- **Task instructions**
Return every line of the records that includes the string "CacheSettings".

[Source data]

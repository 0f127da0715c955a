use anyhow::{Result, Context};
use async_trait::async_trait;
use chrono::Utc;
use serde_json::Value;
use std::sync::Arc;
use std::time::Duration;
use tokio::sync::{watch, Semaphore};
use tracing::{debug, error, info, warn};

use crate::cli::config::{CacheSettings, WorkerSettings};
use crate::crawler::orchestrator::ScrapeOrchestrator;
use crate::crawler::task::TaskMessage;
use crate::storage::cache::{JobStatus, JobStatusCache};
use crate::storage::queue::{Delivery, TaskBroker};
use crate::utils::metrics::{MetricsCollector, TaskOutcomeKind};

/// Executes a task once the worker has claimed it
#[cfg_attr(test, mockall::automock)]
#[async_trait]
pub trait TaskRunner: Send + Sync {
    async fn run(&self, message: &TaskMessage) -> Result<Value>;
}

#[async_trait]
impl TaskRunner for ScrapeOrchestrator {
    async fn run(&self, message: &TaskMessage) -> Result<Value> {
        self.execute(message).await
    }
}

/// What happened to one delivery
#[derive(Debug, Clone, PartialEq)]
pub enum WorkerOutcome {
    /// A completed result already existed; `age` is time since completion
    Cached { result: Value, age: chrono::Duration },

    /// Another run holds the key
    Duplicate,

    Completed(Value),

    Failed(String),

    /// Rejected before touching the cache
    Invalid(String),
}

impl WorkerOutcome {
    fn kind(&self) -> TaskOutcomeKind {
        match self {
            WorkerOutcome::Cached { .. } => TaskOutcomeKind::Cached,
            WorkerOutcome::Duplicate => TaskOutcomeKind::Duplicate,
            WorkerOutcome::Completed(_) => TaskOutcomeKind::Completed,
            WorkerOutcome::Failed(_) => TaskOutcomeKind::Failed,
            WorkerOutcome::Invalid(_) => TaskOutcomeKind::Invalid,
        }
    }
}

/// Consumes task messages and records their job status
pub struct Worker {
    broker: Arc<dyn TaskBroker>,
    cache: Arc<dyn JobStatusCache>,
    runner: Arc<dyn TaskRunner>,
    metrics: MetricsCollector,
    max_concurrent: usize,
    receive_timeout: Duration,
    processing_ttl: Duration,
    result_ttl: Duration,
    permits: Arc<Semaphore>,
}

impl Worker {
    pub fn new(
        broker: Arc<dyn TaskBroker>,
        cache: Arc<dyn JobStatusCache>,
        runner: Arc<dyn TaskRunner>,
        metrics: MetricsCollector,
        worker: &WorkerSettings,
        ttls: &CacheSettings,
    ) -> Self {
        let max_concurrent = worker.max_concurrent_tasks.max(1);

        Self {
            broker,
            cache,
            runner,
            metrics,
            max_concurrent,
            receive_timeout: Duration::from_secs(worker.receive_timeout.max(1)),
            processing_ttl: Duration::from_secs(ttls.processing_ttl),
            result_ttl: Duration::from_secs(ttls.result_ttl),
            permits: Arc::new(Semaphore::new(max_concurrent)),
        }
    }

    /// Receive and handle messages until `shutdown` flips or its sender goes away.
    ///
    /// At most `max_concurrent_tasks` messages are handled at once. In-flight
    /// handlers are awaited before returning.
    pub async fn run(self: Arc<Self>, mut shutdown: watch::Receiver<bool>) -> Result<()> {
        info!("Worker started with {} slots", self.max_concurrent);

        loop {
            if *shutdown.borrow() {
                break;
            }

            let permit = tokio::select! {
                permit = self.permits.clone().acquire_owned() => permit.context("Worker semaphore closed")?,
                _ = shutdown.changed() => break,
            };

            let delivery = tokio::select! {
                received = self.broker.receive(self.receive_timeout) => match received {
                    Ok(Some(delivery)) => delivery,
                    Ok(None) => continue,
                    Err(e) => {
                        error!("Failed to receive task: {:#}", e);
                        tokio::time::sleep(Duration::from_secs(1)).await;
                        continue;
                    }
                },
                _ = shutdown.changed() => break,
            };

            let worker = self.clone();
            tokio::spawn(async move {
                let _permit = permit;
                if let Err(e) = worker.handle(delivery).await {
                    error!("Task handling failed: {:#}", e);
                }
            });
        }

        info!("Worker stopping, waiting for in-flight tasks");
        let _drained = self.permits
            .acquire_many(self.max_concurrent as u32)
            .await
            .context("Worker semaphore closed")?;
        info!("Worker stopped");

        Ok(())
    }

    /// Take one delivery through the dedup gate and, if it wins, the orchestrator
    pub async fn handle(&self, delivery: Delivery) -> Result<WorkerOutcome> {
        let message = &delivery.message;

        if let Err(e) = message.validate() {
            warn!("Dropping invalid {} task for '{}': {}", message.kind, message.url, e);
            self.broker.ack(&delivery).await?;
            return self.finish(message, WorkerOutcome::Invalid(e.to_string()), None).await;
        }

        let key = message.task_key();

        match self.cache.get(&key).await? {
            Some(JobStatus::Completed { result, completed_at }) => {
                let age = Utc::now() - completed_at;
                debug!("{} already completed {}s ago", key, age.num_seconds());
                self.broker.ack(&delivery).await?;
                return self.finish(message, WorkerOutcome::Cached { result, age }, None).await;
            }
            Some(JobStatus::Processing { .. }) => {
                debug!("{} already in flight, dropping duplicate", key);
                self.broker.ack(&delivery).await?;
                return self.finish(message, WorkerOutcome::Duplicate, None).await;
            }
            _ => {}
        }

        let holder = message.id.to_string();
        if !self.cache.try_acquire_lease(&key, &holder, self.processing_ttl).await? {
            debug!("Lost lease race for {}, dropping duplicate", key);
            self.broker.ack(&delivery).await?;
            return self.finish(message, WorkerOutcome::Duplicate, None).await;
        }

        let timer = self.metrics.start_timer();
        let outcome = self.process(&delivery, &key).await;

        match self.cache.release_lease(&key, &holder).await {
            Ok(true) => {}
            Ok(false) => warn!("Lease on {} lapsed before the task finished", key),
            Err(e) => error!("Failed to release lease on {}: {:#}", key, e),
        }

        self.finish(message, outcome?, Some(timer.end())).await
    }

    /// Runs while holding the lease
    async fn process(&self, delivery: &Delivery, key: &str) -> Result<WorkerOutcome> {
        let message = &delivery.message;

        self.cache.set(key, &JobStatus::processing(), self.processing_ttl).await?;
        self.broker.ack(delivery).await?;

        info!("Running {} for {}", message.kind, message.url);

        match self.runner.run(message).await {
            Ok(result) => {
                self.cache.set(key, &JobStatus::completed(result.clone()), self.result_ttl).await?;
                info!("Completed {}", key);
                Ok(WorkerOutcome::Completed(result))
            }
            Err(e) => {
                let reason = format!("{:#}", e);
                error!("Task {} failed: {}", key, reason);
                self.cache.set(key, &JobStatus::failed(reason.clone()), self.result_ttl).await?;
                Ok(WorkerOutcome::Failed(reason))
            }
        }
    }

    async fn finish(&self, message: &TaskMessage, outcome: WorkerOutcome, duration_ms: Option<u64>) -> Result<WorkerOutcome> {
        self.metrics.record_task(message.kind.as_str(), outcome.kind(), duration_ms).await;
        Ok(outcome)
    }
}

[/Source data]

- **Exercise answer**
use crate::cli::config::{CacheSettings, WorkerSettings};
        ttls: &CacheSettings,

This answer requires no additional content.